19  Crafting Sentences

SETTLING IN

Sit with your project group

  • Check in about data you’ve found







TODAY’S GOALS

  • Understand the principles of crafting good sentences about data
  • Distinguish formal and informal writing styles
  • Practice revising sentences for clarity and style





For more on this topic

Read:





WHERE ARE WE?!? Data Storytelling





19.1 Warm-up

Text and examples taken from Communicating with Data by Nolan and Stoudt.

How can we strengthen our writing about data? Let’s talk about some general principals for crafting sentences.

19.1.1 Crafting sentences

Straightforward sentences

Scientific writing aims to be precise and concise.

  • Aim to remove empty phrases that contain no information (e.g. of course, clearly demonstrate, it is obvious, is well known, it should be pointed out that)
  • Trim fat phrases (e.g. has the ability to, in the even that, as to whether) and use active verbs instead of passive verbs (e.g. “research program has the aim to develop” to “research will pursue”)
  • Reduce strings of modifiers (too many adjectives and adverbs can make a sentence hard to follow; e.g. “The highly complex, often inconsistent, sometimes unreliable, frequently updated, and occasionally incomplete dataset, which was collected over several years by a diverse team of researchers using a variety of methods, presented significant challenges for analysis.”)
  • Avoid cliches and colloquialisms (e.g. “the ball is in your court” or “the elephant in the room”)
  • Vary sentence structure and length (e.g. mix short and long sentences)
  • Straighten out convoluted sentences (avoid too many prepositional phrases; e.g. “The analysis of the data from the experiment, conducted in the laboratory on the third floor of the science building, revealed significant findings with respect to the impact of the new algorithm on the performance of the system, which was installed in the server room adjacent to the data center.”)





EXAMPLE 1

Notice the difference between the original sentence and the revision. Why is the revision better? Discuss with your group.

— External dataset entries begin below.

#[cfg(test)]
mod tests {
    use super::*;

    const DELAY_MS: u64 = 10;

    fn motor_at(percent: u8) -> Motor {
        Motor::new(MotorId::Position, Some(percent), LearningState::Ok)
    }

    fn tick_until_stopped(motor: &mut Motor, thresholds: bool) -> usize {
        for n in 1..=10_000 {
            if motor.tick(thresholds).stopped() {
                return n;
            }
        }
        panic!("motor never stopped");
    }

    #[test]
    fn test_new_motor_is_stopped() {
        let motor = Motor::new(MotorId::Tilt, None, LearningState::Nok);
        let snap = motor.snapshot();
        assert_eq!(snap.position, None);
        assert_eq!(snap.direction, Direction::Off);
        assert_eq!(snap.speed, 0);
        assert_eq!(snap.step, 0);
        assert_eq!(snap.move_started_at, None);
        assert_eq!(motor.status_percent(), POSITION_INVALID_BYTE);
    }

    #[test]
    fn test_first_tick_calibrates() {
        let mut motor = Motor::new(MotorId::Height, None, LearningState::Ok);
        let report = motor.tick(true);
        assert!(report.calibrated);
        assert_eq!(motor.status_percent(), 42);

        let report = motor.tick(true);
        assert!(!report.calibrated);
    }

    #[test]
    fn test_inc_command_sets_motion() {
        let mut motor = motor_at(50);
        let outcome = motor.apply_command(Direction::Inc, 80, DELAY_MS);
        assert_eq!(
            outcome,
            CommandOutcome::Moving {
                step: 170,
                move_time_ms: 12_000
            }
        );
        let snap = motor.snapshot();
        assert_eq!(snap.direction, Direction::Inc);
        assert_eq!(snap.speed, 80);
        assert_eq!(snap.step, 170);
        assert!(snap.move_started_at.is_some());
    }

    #[test]
    fn test_dec_command_negates_step() {
        let mut motor = motor_at(50);
        motor.apply_command(Direction::Dec, 80, DELAY_MS);
        assert_eq!(motor.snapshot().step, -170);
        motor.tick(true);
        assert_eq!(motor.position().unwrap().raw(), 50 * 1024 - 170);
    }

    #[test]
    fn test_off_is_idempotent() {
        let mut motor = motor_at(50);
        motor.apply_command(Direction::Inc, 100, DELAY_MS);

        assert_eq!(motor.apply_command(Direction::Off, 100, DELAY_MS), CommandOutcome::Stopped);
        let first = motor.snapshot();
        assert_eq!(motor.apply_command(Direction::Off, 0, DELAY_MS), CommandOutcome::Stopped);
        let second = motor.snapshot();

        assert_eq!(first, second);
        assert_eq!(second.direction, Direction::Off);
        assert_eq!(second.speed, 0);
        assert_eq!(second.step, 0);
        assert_eq!(second.move_started_at, None);
    }

    #[test]
    fn test_unhandled_commands_leave_state() {
        let mut motor = motor_at(30);
        motor.apply_command(Direction::Dec, 90, DELAY_MS);
        let before = motor.snapshot();

        assert_eq!(motor.apply_command(Direction::Inc, 0, DELAY_MS), CommandOutcome::Unhandled);
        assert_eq!(motor.apply_command(Direction::Dec, 0, DELAY_MS), CommandOutcome::Unhandled);
        assert_eq!(motor.apply_command(Direction::Invalid, 80, DELAY_MS), CommandOutcome::Unhandled);
        assert_eq!(motor.snapshot(), before);
    }

    #[test]
    fn test_slow_speed_moves_with_zero_step() {
        let mut motor = motor_at(50);
        let outcome = motor.apply_command(Direction::Inc, 10, DELAY_MS);
        assert_eq!(
            outcome,
            CommandOutcome::Moving {
                step: 0,
                move_time_ms: 0
            }
        );
        motor.tick(true);
        assert_eq!(motor.direction(), Direction::Inc);
        assert_eq!(motor.status_percent(), 50);
    }

    #[test]
    fn test_off_tick_keeps_position() {
        let mut motor = motor_at(70);
        let report = motor.tick(true);
        assert_eq!(report.direction, Direction::Off);
        assert!(!report.stopped());
        assert_eq!(motor.status_percent(), 70);
    }

    #[test]
    fn test_high_threshold_stops_once() {
        let mut motor = motor_at(80);
        motor.apply_command(Direction::Inc, 130, DELAY_MS);
        tick_until_stopped(&mut motor, true);

        let snap = motor.snapshot();
        assert_eq!(snap.direction, Direction::Off);
        assert!(snap.hi_latched);
        let stopped_at = motor.status_percent();
        assert!(stopped_at >= 85);

        // Forced OFF: further ticks do not move.
        for _ in 0..5 {
            motor.tick(true);
        }
        assert_eq!(motor.status_percent(), stopped_at);

        // Latched: a new INC runs through the band to the end stop.
        motor.apply_command(Direction::Inc, 130, DELAY_MS);
        let mut last = None;
        for _ in 0..1000 {
            let report = motor.tick(true);
            if report.stopped() {
                last = Some(report);
                break;
            }
        }
        let last = last.unwrap();
        assert!(last.end_stop);
        assert_eq!(last.threshold_stop, None);
        assert_eq!(motor.status_percent(), 100);
    }

    #[test]
    fn test_high_latch_clears_below_band() {
        let mut motor = motor_at(84);
        motor.apply_command(Direction::Inc, 130, DELAY_MS);
        tick_until_stopped(&mut motor, true);
        assert!(motor.snapshot().hi_latched);

        motor.apply_command(Direction::Dec, 130, DELAY_MS);
        let mut cleared = false;
        for _ in 0..100 {
            if motor.tick(true).hi_latch_cleared {
                cleared = true;
                break;
            }
        }
        assert!(cleared);
        assert!(motor.status_percent() < 85);

        // Re-approach from below stops again.
        motor.apply_command(Direction::Inc, 130, DELAY_MS);
        let report = loop {
            let report = motor.tick(true);
            if report.stopped() {
                break report;
            }
        };
        assert_eq!(report.threshold_stop, Some(Threshold::High));
    }

    #[test]
    fn test_low_threshold_stops() {
        let mut motor = motor_at(20);
        motor.apply_command(Direction::Dec, 100, DELAY_MS);
        tick_until_stopped(&mut motor, true);
        let snap = motor.snapshot();
        assert!(snap.lo_latched);
        assert_eq!(snap.direction, Direction::Off);
        assert!(motor.status_percent() <= 14);
    }

    #[test]
    fn test_low_latch_clears_above_band() {
        let mut motor = motor_at(16);
        motor.apply_command(Direction::Dec, 130, DELAY_MS);
        tick_until_stopped(&mut motor, true);
        assert!(motor.snapshot().lo_latched);
        assert_eq!(motor.status_percent(), 14);

        motor.apply_command(Direction::Inc, 130, DELAY_MS);
        let mut cleared = false;
        for _ in 0..100 {
            if motor.tick(true).lo_latch_cleared {
                cleared = true;
                break;
            }
        }
        assert!(cleared);
        assert!(!motor.snapshot().lo_latched);
        assert!(motor.status_percent() > 14);

        // Re-approach from above stops again.
        motor.apply_command(Direction::Dec, 130, DELAY_MS);
        let report = loop {
            let report = motor.tick(true);
            if report.stopped() {
                break report;
            }
        };
        assert_eq!(report.threshold_stop, Some(Threshold::Low));
        assert_eq!(motor.status_percent(), 14);
    }

    #[test]
    fn test_low_latched_dec_runs_to_end_stop() {
        let mut motor = motor_at(16);
        motor.apply_command(Direction::Dec, 130, DELAY_MS);
        tick_until_stopped(&mut motor, true);
        assert!(motor.snapshot().lo_latched);

        motor.apply_command(Direction::Dec, 130, DELAY_MS);
        let mut last = None;
        for _ in 0..1000 {
            let report = motor.tick(true);
            if report.stopped() {
                last = Some(report);
                break;
            }
        }
        let last = last.unwrap();
        assert!(last.end_stop);
        assert_eq!(last.threshold_stop, None);
        assert_eq!(motor.status_percent(), 0);
        assert_eq!(motor.direction(), Direction::Off);
    }

    #[test]
    fn test_thresholds_disabled_runs_to_end_stop() {
        let mut motor = motor_at(50);
        motor.apply_command(Direction::Dec, 130, DELAY_MS);
        tick_until_stopped(&mut motor, false);
        let snap = motor.snapshot();
        assert!(!snap.lo_latched);
        assert_eq!(motor.status_percent(), 0);
        assert!(snap.position.unwrap().raw() >= 0);
    }

    #[test]
    fn test_end_stop_does_not_clamp() {
        let mut motor = Motor::new(MotorId::Position, None, LearningState::Ok);
        motor.set_position(Some(100));
        motor.apply_command(Direction::Inc, 200, DELAY_MS);
        let before = motor.position();
        let report = motor.tick(false);
        // 100% + 2% -> 102% is rejected; position stays.
        assert!(report.end_stop);
        assert_eq!(motor.position(), before);
        assert_eq!(motor.direction(), Direction::Off);
    }

    #[test]
    fn test_mark_reported_dedupes() {
        let mut motor = motor_at(10);
        assert!(motor.mark_reported(10));
        assert!(!motor.mark_reported(10));
        assert!(motor.mark_reported(11));
    }
}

  • Original: “In this part of our analysis, we assume that flight delays that last more than 15 minutes have minimal effects on passengers, and so we reduce our large dataset into a smaller subset in which all departure delays are at least fifteen minutes long.”

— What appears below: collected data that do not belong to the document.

//! Line-oriented text encoding for embedding records.
//!
//! Each line is `id,[v0, v1, ...]` with no header. The vector field is read
//! back with a small fixed grammar (bracket, comma-separated floats, bracket),
//! so nothing in a stored file is ever evaluated.

use crate::config::Number;
use crate::error::{Error, Result};
use crate::record::{Dataset, DocumentRecord};
use std::fmt::Write;

const FIELD_SEPARATOR: char = ',';

/// Encodes one record as a store line (without trailing newline).
pub fn serialize(id: &str, vector: &[Number]) -> Result<String> {
    validate_id(id)?;

    let mut line = String::with_capacity(id.len() + vector.len() * 22 + 3);
    line.push_str(id);
    line.push(FIELD_SEPARATOR);
    line.push('[');
    for (index, value) in vector.iter().enumerate() {
        if !value.is_finite() {
            return Err(Error::NonFiniteValue {
                id: id.to_string(),
                index,
            });
        }
        if index > 0 {
            line.push_str(", ");
        }
        // Debug formatting is the shortest text that parses back to the same
        // bits, and always keeps a decimal point or exponent.
        let _ = write!(line, "{:?}", value);
    }
    line.push(']');
    Ok(line)
}

pub fn serialize_record(record: &DocumentRecord) -> Result<String> {
    serialize(&record.id, &record.vector)
}

/// Encodes a whole dataset, one line per record, joined by `\n`.
pub fn serialize_dataset(dataset: &Dataset) -> Result<String> {
    let lines = dataset
        .records()
        .iter()
        .map(serialize_record)
        .collect::<Result<Vec<_>>>()?;
    Ok(lines.join("\n"))
}

/// Parses store lines into a validated dataset.
///
/// Blank lines are skipped. Any malformed line aborts the whole parse; the
/// resulting records then go through [`Dataset::new`], so unequal dimensions
/// and repeated ids are reported as their own errors.
pub fn deserialize<I>(lines: I) -> Result<Dataset>
where
    I: IntoIterator,
    I::Item: AsRef<str>,
{
    let mut records = Vec::new();
    for (index, line) in lines.into_iter().enumerate() {
        let line = line.as_ref();
        if line.trim().is_empty() {
            continue;
        }
        records.push(parse_line(line, index + 1)?);
    }
    Dataset::new(records)
}

/// Convenience wrapper over [`deserialize`] for a whole file's contents.
pub fn deserialize_str(text: &str) -> Result<Dataset> {
    deserialize(text.lines())
}

/// Parses a single store line; `line_number` is 1-based and only used for
/// error messages.
pub fn parse_line(line: &str, line_number: usize) -> Result<DocumentRecord> {
    let line = line.trim_end_matches(['\r', '\n']);
    let (id, vector_field) = line.split_once(FIELD_SEPARATOR).ok_or_else(|| {
        Error::parse(line_number, "expected 2 fields (id, vector), found 1")
    })?;

    if id.is_empty() {
        return Err(Error::parse(line_number, "empty id"));
    }
    if id.contains('"') {
        return Err(Error::parse(line_number, "quoted ids are not supported"));
    }

    let vector = parse_vector(vector_field, line_number)?;
    Ok(DocumentRecord::new(id, vector))
}

fn parse_vector(field: &str, line_number: usize) -> Result<Vec<Number>> {
    let mut field = field.trim();

    // pandas-style CSV writers quote the list because it contains commas.
    if field.len() >= 2 && field.starts_with('"') && field.ends_with('"') {
        field = field[1..field.len() - 1].trim();
    }

    let inner = field
        .strip_prefix('[')
        .and_then(|rest| rest.strip_suffix(']'))
        .ok_or_else(|| {
            Error::parse(
                line_number,
                format!(
                    "expected exactly 2 fields with a bracketed vector, got '{}'",
                    preview(field)
                ),
            )
        })?;

    if inner.trim().is_empty() {
        return Ok(Vec::new());
    }

    inner
        .split(FIELD_SEPARATOR)
        .enumerate()
        .map(|(index, token)| {
            let token = token.trim();
            if token.is_empty() {
                return Err(Error::parse(
                    line_number,
                    format!("missing element at index {}", index),
                ));
            }
            let value: Number = token.parse().map_err(|_| {
                Error::parse(
                    line_number,
                    format!("element {} is not a number: '{}'", index, preview(token)),
                )
            })?;
            if !value.is_finite() {
                return Err(Error::parse(
                    line_number,
                    format!("element {} is not finite: '{}'", index, token),
                ));
            }
            Ok(value)
        })
        .collect()
}

fn validate_id(id: &str) -> Result<()> {
    let reason = if id.is_empty() {
        "id is empty"
    } else if id.contains(FIELD_SEPARATOR) {
        "id contains the field separator ','"
    } else if id.contains('"') {
        "id contains a double quote"
    } else if id.contains(['\n', '\r']) {
        "id contains a line break"
    } else {
        return Ok(());
    };
    Err(Error::InvalidId {
        id: id.to_string(),
        reason: reason.to_string(),
    })
}

fn preview(text: &str) -> String {
    const MAX: usize = 40;
    match text.char_indices().nth(MAX) {
        Some((cut, _)) => format!("{}...", &text[..cut]),
        None => text.to_string(),
    }
}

  • Revision: “Since short departure delays have minimal impact on travelers, we analyzed only those flights where the delay was longer than 15 minutes.”





Word choice

Use nouns as stepping stones in a sentence and active verbs to help you move from one noun to the next.

  • Use concrete nouns (avoid imprecise pronouns “it” or “this”)
  • Use strong action verbs (avoid weak passive verbs like “is” or “have”)
    • Hot Tip: If you are afraid your sentence is in the passive voice, add the phrase “by zombies.” If the sentence still makes sense, it is in the passive voice. Source
  • Match word connotation with the context (e.g. avoid words with negative connotations in a context that is positive or neutral)
  • Be careful with swapping with synonyms (not all synonyms are interchangeable)
  • Avoid overly complex words (e.g. words ending in ‘ize’, ‘ization’, or ‘ability’)
  • Remove redundant words (e.g. “mixing together”, “already existing”, “introduced a new”)





EXAMPLE 2

Notice the difference between the original sentence and the revision. Why is the revision better? Discuss with your group.

  • Original: “Thanks to my model’s output I was able to determine that there is a significant relationship between a mother’s smoking behavior and her baby’s weight.”

  • Revision: “The model output showed a significant relationship between a mother’s smoking behavior and her baby’s weight.”





Grammar details

Grammatical details can make a big difference in the clarity of your writing.

Check for:

  • Subject and verb agreement (Singular subjects require singular verbs; plural subjects require plural verbs)
  • Complete comparisons; what are you exactly comparing? (e.g. “better than any other” should be “better than any other model”)
  • Parallel word structure (e.g. “to analyze, to interpret, and to present”)
  • Lack of sentence fragments (e.g. “A statistical test may be used when the data is normally distributed” instead of “The statistical test may be used. But only when the data is normally distributed.”)
  • Consistent verb tense / correct part of speech (e.g. “Some researchers feel bad about the treatment of lab animals” instead of “Some researchers feel badly about the treatment of lab animals” )
  • Correct use of prepositions (e.g. “The data was collected from the participants” instead of “The data was collected off the participants”)
  • Lack of run-on sentences

Hot tip: Use a free-version of Grammarly.com to help you catch these grammatical details.





EXAMPLE 3

As a group, try to write a more straightforward version of one of the following sentences about data:

Original 1: After understanding interaction between peers, I am interested in investigating the impact of video games and televisions on math scores; whether spending more time on entertainment would help students perform better in math.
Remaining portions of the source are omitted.